• Input data:
------------------------------------

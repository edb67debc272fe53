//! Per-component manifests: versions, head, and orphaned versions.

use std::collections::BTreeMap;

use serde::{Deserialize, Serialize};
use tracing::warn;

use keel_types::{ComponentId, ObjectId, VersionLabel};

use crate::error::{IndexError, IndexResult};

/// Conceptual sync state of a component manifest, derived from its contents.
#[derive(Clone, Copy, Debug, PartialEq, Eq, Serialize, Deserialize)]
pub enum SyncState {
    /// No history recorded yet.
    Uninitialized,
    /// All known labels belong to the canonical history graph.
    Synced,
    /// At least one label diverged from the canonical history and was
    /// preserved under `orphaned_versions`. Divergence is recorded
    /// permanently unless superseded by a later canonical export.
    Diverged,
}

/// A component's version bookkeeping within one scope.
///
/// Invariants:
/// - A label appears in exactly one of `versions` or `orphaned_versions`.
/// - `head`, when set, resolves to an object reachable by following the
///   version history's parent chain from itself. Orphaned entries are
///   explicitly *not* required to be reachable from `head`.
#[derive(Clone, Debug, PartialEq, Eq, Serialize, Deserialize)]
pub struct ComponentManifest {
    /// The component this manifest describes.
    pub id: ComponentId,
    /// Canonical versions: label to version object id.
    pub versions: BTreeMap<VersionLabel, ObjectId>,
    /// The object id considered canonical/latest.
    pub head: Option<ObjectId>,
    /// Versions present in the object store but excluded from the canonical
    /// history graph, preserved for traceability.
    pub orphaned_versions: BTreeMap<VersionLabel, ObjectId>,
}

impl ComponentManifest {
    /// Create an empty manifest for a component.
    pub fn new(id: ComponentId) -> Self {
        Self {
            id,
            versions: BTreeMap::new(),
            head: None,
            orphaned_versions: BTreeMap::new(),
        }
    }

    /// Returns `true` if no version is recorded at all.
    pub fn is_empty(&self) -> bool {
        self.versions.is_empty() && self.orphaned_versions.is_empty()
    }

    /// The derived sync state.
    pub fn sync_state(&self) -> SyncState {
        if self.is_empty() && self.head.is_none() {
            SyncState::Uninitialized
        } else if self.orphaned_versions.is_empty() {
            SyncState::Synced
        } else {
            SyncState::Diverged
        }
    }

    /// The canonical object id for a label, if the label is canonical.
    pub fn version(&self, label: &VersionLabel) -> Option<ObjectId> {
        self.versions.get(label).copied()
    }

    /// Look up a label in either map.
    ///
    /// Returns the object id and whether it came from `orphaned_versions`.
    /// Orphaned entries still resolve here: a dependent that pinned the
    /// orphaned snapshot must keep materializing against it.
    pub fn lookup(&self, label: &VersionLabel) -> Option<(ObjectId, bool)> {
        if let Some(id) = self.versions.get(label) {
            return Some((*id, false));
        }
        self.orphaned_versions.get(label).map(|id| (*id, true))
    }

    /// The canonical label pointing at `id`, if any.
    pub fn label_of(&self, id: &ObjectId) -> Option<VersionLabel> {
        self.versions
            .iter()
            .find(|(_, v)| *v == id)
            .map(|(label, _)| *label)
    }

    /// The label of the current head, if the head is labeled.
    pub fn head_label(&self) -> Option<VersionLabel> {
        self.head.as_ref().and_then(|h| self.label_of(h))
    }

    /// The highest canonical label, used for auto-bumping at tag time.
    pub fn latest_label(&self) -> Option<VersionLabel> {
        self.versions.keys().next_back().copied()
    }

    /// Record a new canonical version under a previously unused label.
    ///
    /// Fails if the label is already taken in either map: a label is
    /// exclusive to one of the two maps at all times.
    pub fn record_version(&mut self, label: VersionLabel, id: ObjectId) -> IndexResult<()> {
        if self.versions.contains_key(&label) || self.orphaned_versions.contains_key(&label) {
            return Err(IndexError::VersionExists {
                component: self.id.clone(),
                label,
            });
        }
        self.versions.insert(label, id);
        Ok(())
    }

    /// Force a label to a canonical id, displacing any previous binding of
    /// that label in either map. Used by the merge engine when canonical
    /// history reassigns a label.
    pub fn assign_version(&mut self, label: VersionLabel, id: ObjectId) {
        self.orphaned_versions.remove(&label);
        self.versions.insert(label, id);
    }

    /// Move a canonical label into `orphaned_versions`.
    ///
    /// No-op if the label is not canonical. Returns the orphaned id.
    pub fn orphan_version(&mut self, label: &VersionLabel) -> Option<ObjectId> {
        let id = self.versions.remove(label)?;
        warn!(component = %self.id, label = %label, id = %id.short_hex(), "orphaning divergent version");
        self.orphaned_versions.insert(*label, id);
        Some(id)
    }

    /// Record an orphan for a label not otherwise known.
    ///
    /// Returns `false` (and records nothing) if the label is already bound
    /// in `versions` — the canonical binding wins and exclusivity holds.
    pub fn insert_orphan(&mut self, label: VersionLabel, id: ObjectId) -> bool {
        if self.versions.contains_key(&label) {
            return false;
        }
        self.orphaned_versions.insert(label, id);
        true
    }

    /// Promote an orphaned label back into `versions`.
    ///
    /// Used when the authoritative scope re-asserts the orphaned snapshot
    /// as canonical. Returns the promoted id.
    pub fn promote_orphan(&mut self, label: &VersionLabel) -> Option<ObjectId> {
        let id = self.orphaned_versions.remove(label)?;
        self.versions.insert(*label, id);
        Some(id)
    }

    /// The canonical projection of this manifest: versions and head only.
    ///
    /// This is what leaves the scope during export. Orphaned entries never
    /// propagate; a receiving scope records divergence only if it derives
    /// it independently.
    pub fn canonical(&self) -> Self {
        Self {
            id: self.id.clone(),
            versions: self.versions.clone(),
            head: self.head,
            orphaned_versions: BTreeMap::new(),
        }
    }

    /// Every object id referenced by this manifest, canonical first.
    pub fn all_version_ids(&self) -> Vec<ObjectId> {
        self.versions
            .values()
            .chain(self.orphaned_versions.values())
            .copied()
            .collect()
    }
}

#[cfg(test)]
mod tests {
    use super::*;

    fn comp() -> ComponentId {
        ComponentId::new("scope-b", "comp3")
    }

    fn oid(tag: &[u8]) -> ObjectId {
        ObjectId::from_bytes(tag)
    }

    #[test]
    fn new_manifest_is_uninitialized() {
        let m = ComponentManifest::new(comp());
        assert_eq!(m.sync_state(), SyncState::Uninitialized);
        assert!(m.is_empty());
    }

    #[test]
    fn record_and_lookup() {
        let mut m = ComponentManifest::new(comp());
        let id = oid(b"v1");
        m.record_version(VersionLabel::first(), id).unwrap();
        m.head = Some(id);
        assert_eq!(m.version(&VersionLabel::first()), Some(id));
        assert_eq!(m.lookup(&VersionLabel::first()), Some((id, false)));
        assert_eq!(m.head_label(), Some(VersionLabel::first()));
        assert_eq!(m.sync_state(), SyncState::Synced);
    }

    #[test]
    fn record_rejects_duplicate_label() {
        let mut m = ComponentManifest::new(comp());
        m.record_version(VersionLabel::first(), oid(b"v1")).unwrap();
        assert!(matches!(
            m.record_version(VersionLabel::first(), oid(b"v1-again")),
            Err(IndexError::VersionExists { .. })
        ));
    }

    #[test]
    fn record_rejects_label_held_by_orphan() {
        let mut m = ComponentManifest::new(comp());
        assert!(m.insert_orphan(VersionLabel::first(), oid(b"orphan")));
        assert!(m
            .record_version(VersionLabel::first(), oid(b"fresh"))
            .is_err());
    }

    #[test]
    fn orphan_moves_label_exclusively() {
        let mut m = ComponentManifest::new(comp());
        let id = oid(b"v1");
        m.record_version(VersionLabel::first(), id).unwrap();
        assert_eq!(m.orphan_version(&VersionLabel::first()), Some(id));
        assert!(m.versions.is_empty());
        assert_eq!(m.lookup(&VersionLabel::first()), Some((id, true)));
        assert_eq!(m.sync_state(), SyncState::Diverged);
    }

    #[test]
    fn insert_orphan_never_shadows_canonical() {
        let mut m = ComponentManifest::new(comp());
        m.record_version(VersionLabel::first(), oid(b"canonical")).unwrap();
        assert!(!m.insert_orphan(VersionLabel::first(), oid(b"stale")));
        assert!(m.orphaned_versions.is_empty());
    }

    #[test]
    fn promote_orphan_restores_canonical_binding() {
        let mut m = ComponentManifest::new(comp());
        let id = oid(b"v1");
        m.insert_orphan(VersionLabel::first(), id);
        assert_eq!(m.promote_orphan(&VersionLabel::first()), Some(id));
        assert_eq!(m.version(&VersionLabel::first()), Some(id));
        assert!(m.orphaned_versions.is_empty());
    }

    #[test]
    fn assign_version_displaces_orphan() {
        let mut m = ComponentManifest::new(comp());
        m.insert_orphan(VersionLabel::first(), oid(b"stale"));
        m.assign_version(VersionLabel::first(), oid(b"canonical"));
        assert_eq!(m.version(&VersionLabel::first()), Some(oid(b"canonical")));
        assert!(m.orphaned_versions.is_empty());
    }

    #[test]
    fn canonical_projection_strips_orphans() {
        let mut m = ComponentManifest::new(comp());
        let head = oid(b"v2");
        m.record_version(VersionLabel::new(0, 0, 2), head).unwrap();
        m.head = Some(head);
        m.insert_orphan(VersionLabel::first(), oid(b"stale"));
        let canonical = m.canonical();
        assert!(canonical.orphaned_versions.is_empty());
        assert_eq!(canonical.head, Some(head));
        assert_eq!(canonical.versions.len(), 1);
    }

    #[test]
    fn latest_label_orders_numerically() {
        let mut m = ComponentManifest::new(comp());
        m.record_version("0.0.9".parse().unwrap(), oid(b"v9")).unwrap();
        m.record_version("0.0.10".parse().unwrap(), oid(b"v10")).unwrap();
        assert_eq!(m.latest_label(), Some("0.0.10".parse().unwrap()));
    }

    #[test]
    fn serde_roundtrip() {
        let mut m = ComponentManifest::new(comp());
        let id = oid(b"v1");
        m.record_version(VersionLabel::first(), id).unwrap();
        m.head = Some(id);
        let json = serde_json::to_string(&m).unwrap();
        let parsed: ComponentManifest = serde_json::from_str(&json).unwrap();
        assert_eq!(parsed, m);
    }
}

------------------------------------

• Exercise description:
What is needed is an exact copy of the lines above, from the one containing "previous binding of" through the one containing "the orphaned id.", with nothing added.

• Output for this exercise:
    /// Force a label to a canonical id, displacing any previous binding of
    /// that label in either map. Used by the merge engine when canonical
    /// history reassigns a label.
    pub fn assign_version(&mut self, label: VersionLabel, id: ObjectId) {
        self.orphaned_versions.remove(&label);
        self.versions.insert(label, id);
    }

    /// Move a canonical label into `orphaned_versions`.
    ///
    /// No-op if the label is not canonical. Returns the orphaned id.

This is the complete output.